In this paper, we propose a new method to address these challenges in multi-person
environments where multiple individuals coexist. The main challenge is extracting
target patient gait characteristics only while reducing the effects of distractors
for precise gait analysis. In recent years, deep learning-based models have shown
strong performance in object detection and segmentation tasks. For better results,
however, fine-tuning is generally required by adapting models to a dataset. Given
the tremendous number of video frames, annotating bounding boxes or segmentation masks
for each frame is time consuming and expensive. To reduce annotation costs, we automatically
detect patients using YOLO v8 [14] and predicted detection boxes as pseudo-mask labels, providing additional supervision
to focus on the patient’s gait. YOLO v8 is a state-of-the-art object detector that
offers both fast inference speed and high performance and was used for generating
the pseudo-mask labels. We employed the Deep SORT tracking algorithm [15], selected the target patient’s track ID, and converted the detection boxes into binary
mask images to serve as our pseudo-mask labels.
The main contribution of this paper is the proposal of a novel model architecture
called a Scaled Mask Guided Attention Network (SMAGNet), which effectively addresses
the issues in multi-person environments where multiple individuals coexist. We used
the pseudo-mask labels as auxiliary targets for attention learning to give more attention
to the target patient’s gait as a result. Our model is a variant of mask-guided approaches
[16-19], which utilize pseudo-labeled binary masks to suppress irrelevant features. This
mask-guided approach enables the model to recognize that the region corresponding
to the given mask where the target ROIs (e.g., patients) are located is more important
than the others.
Fig. 1. Real-world gait analysis environment using the electrical walkway system GAITRite.
2. Related Works
2.1 Mask-guided Attention Method
The mask-guided attention method is a simple but effective approach to address interference
issues in multiple-person environments. It suppresses irrelevant features through
the straightforward multiplication of convolutional feature maps and binary masks
of a target object. The masks provide supervision or guidance for predicting pixel-wise
spatial attention maps that highlight regions that are likely to be associated with
the target object. For example, by using mask-guided attention methods, the performance
of pedestrian re-identification tasks was notably improved in [16,18]. A re-identification task is challenging in that the model should distinguish each
pedestrian’s unique gait patterns regardless of their clothing and background. Box-shaped
coarse masks from the Faster R-CNN detector [17] were utilized to focus on each detected individual for the person-person occlusion
problem effectively [16]. Binary semantic segmentation masks from the mask R-CNN [19] were utilized to reduce background clutter and prioritize the pedestrian’s body parts
[18]. Our approach differs from these mask-guided methods [16,18], which heavily rely on the quality of the noisy pseudo-mask labels. Instead, we optimize
auxiliary scaling weights for refined mask supervisions through bi-level optimization.

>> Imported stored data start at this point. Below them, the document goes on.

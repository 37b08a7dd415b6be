//! Member entity - Represents an account holder with a prepaid balance.
//!
//! Each member has a name, optional nickname and email, a signed balance
//! (`guthaben`, may go negative) and a blacklist flag. The balance is only
//! mutated through the booking core or an explicit administrative recharge.

use sea_orm::entity::prelude::*;
use serde::{Deserialize, Serialize};

/// Member database model
#[derive(Clone, Debug, PartialEq, DeriveEntityModel, Serialize, Deserialize)]
#[sea_orm(table_name = "mitglied")]
pub struct Model {
    /// Unique identifier for the member
    #[sea_orm(primary_key)]
    pub id: i64,
    /// Full display name
    pub name: String,
    /// Optional nickname used for bar-side search
    pub nickname: Option<String>,
    /// Optional unique email, used as the match key for member imports
    #[sea_orm(unique)]
    pub email: Option<String>,
    /// Current prepaid balance in euros, signed
    pub guthaben: f64,
    /// Purchase block flag, recomputed against the minimum-balance threshold
    pub blacklist: bool,
}

/// Defines relationships between Member and other entities
#[derive(Copy, Clone, Debug, EnumIter, DeriveRelation)]
pub enum Relation {
    /// One member has many bookings
    #[sea_orm(has_many = "super::booking::Entity")]
    Bookings,
}

impl Related<super::booking::Entity> for Entity {
    fn to() -> RelationDef {
        Relation::Bookings.def()
    }
}

impl ActiveModelBehavior for ActiveModel {}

2.2 Bi-level Optimization Problem (BOP)
The goal in the bi-level optimization problem (BOP) is to find the optimal hyperparameters
when the optimization task involves a hierarchical structure with two levels of optimization.
A generative adversarial network (GAN) [32] is the most famous and successful example of the BOP and alternatively solves two
optimization problems at different levels using discriminator and generator networks.
In many studies, BOP has been used to optimize the hyperparameters of deep neural
networks. BOP was utilized for class-incremental learning (CIL), in which the number
of classes increased phase by phase [20]. To address the stability-plasticity dilemma between learning old and new classes,
aggregation weights (i.e., hyperparameters) for adaptively balancing them are learned.
The aggregation weights are learned alongside model parameters while carefully balancing
the stability and plasticity building blocks by an alternative training strategy.
This approach demonstrates improved results in varied CIL benchmarks.
BOP was utilized for the gradient regularization method, in which gradients are boosted
when the gradients of both the training and validation sets agree in direction and
are regulated otherwise [21]. The authors introduced scalar weights, which adaptively modulate the magnitude of
the gradients during weight updates. These scalar weights were also considered as
hyperparameters and were fine-tuned right after updating model parameters to minimize
validation errors through a bi-level optimization strategy. They minimized training
errors by updating model parameters with the scalar weights fixed and then switched
to minimize validation errors. This bi-level approach resulted in consistent improvement
in generalization across various image classification benchmarks.
Inspired by previous studies, we introduce scaling weights for re-weighting mispredicted
attention maps. In order to train the proposed SMAGNet, we employed a bi-level optimization
scheme to optimize scaling weights. The SMAGNet showed refined attention patterns,
even when noisy pseudo-mask labels were used for training attention, as shown in Fig. 4. The overall architecture of the proposed SMAGNet is shown in Fig. 2.
Fig. 2. The proposed SMAGNet architecture.
3. Proposed Method
Unlike other mask-guided approaches [16,17], we perform an additional optimization round called the attention mask refinement
process, which progressively corrects mispredicted attention maps. To this end, we
implemented an auxiliary scaling layer re-weighting for the mispredicted attention
maps. To learn optimal scaling weights, we introduce a hyperparameter optimization
method called on BOP [20,21]. In summary, the proposed attention mask refinement process involves training attention
maps using pseudo-mask labels and then fine-tuning the scaling weights (hyperparameters)
to correct attention errors. These two steps are alternately performed. For instance,
when prediction performance on gait variables is degraded due to mask supervision
onto non-target objects, the scaling layer learns to down-weight the corresponding
regions of convolutional feature maps in the direction of recovering the performance.
It is important to validate the generalization performance using public benchmark
data. While searching relevant datasets to evaluate the performance of the proposed
spatiotemporal gait parameters regression task, we conducted extensive research on
available options, including well-known datasets like GREW [22], Gait3D [23], Human 3.6M [24], and GPJATK [25]. The GREW dataset provides an annotation for re-identification that identifies who
the pedestrian is, which is different from the gait variable regression task that
we mainly deal with in this study, so it was difficult to include it.
The Human 3.6M and GPJATK datasets offer valuable 3D coordinate information for each
joint acquired through precise 3D motion capture systems. Unfortunately, these datasets
primarily focus on single-person scenarios within controlled laboratory settings.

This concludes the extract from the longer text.